Once you sign up for a hatchet job, you have to hack your way through until they cut you a check. Mitchell prepared a five-page report for the Senate Judiciary Committee that was leaked to the press over the weekend. It’s a collection of Republican talking points, lies, and slander.

The top line takeaway is that Mitchell does not believe that a prosecutor would bring a case against Kavanaugh based on Dr. Ford’s testimony. To be clear: this is a self-evident, yet misleading and stupid conclusion. Everybody knows, or should know, that a prosecutor wouldn’t bring a case against Kavanaugh based on only Dr. Ford’s Senate Judiciary testimony. That’s not the standard. The standard is not: “You can be on the Supreme Court unless a prosecutor would bring a case against you for sexual assault you allegedly committed 36 years ago based on a victim’s statement.”

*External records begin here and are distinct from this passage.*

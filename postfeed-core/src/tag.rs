//! Tag names used to categorise posts.
//!
//! Tags are looked up by name, never by row identity. Names are kept
//! verbatim, so `Django` and `django` are distinct tags.
//!
//! # Examples
//! ```
//! use postfeed_core::TagName;
//!
//! let tag = TagName::new("django").expect("valid tag");
//! assert_eq!(tag.as_str(), "django");
//! assert!(TagName::new("  ").is_err());
//! ```

use std::{borrow::Borrow, fmt, str::FromStr};

#[cfg(feature = "serde")]
use serde::{Deserialize, Serialize};
use thiserror::Error;

/// Longest tag name accepted, counted in characters.
pub const MAX_TAG_NAME_LEN: usize = 64;

/// Errors returned by [`TagName::new`].
#[derive(Debug, Clone, Error, PartialEq, Eq)]
pub enum TagNameError {
    /// The name was empty or contained only whitespace.
    #[error("tag name must not be blank")]
    Blank,
    /// The name exceeded [`MAX_TAG_NAME_LEN`] characters.
    #[error("tag name has {length} characters; the limit is {MAX_TAG_NAME_LEN}")]
    TooLong {
        /// Number of characters supplied.
        length: usize,
    },
}

/// A validated tag name.
#[derive(Debug, Clone, PartialEq, Eq, PartialOrd, Ord, Hash)]
#[cfg_attr(
    feature = "serde",
    derive(Serialize, Deserialize),
    serde(try_from = "String", into = "String")
)]
pub struct TagName(String);

impl TagName {
    /// Validate and wrap a tag name.
    ///
    /// # Errors
    /// Returns [`TagNameError::Blank`] for empty or whitespace-only input and
    /// [`TagNameError::TooLong`] when the name exceeds
    /// [`MAX_TAG_NAME_LEN`] characters.
    pub fn new(name: impl Into<String>) -> Result<Self, TagNameError> {
        let raw = name.into();
        if raw.trim().is_empty() {
            return Err(TagNameError::Blank);
        }
        let length = raw.chars().count();
        if length > MAX_TAG_NAME_LEN {
            return Err(TagNameError::TooLong { length });
        }
        Ok(Self(raw))
    }

    /// Borrow the name as a string slice.
    #[must_use]
    pub fn as_str(&self) -> &str {
        &self.0
    }

    /// Consume the wrapper and return the owned name.
    #[must_use]
    pub fn into_inner(self) -> String {
        self.0
    }
}

impl Borrow<str> for TagName {
    fn borrow(&self) -> &str {
        &self.0
    }
}

impl AsRef<str> for TagName {
    fn as_ref(&self) -> &str {
        &self.0
    }
}

impl fmt::Display for TagName {
    fn fmt(&self, f: &mut fmt::Formatter<'_>) -> fmt::Result {
        f.write_str(&self.0)
    }
}

impl FromStr for TagName {
    type Err = TagNameError;

    fn from_str(s: &str) -> Result<Self, Self::Err> {
        Self::new(s)
    }
}

impl TryFrom<String> for TagName {
    type Error = TagNameError;

    fn try_from(value: String) -> Result<Self, Self::Error> {
        Self::new(value)
    }
}

impl From<TagName> for String {
    fn from(value: TagName) -> Self {
        value.0
    }
}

The standard might be: would a prosecutor conduct an investigation based on Dr. Christine Blasey Ford’s sworn testimony? Would a prosecutor, question the alleged assailant, Brett Kavanaugh, and the other person alleged to be a witness to the assault, Mark Judge? Would a prosecutor question the victim’s therapist, who was told about the attack six years ago? Would a prosecutor ask the victim to take a polygraph, and would that polygraph provide a further impetus to investigate the victim’s claims?

Mitchell did none of these things after hearing Ford’s testimony. Instead she wrote a five-page letter, ostensibly got her check, and will now slink back to Arizona where she can dissuade other sexual assault victims from coming forward unless they can produce body-cam footage of their attackers assaulting them.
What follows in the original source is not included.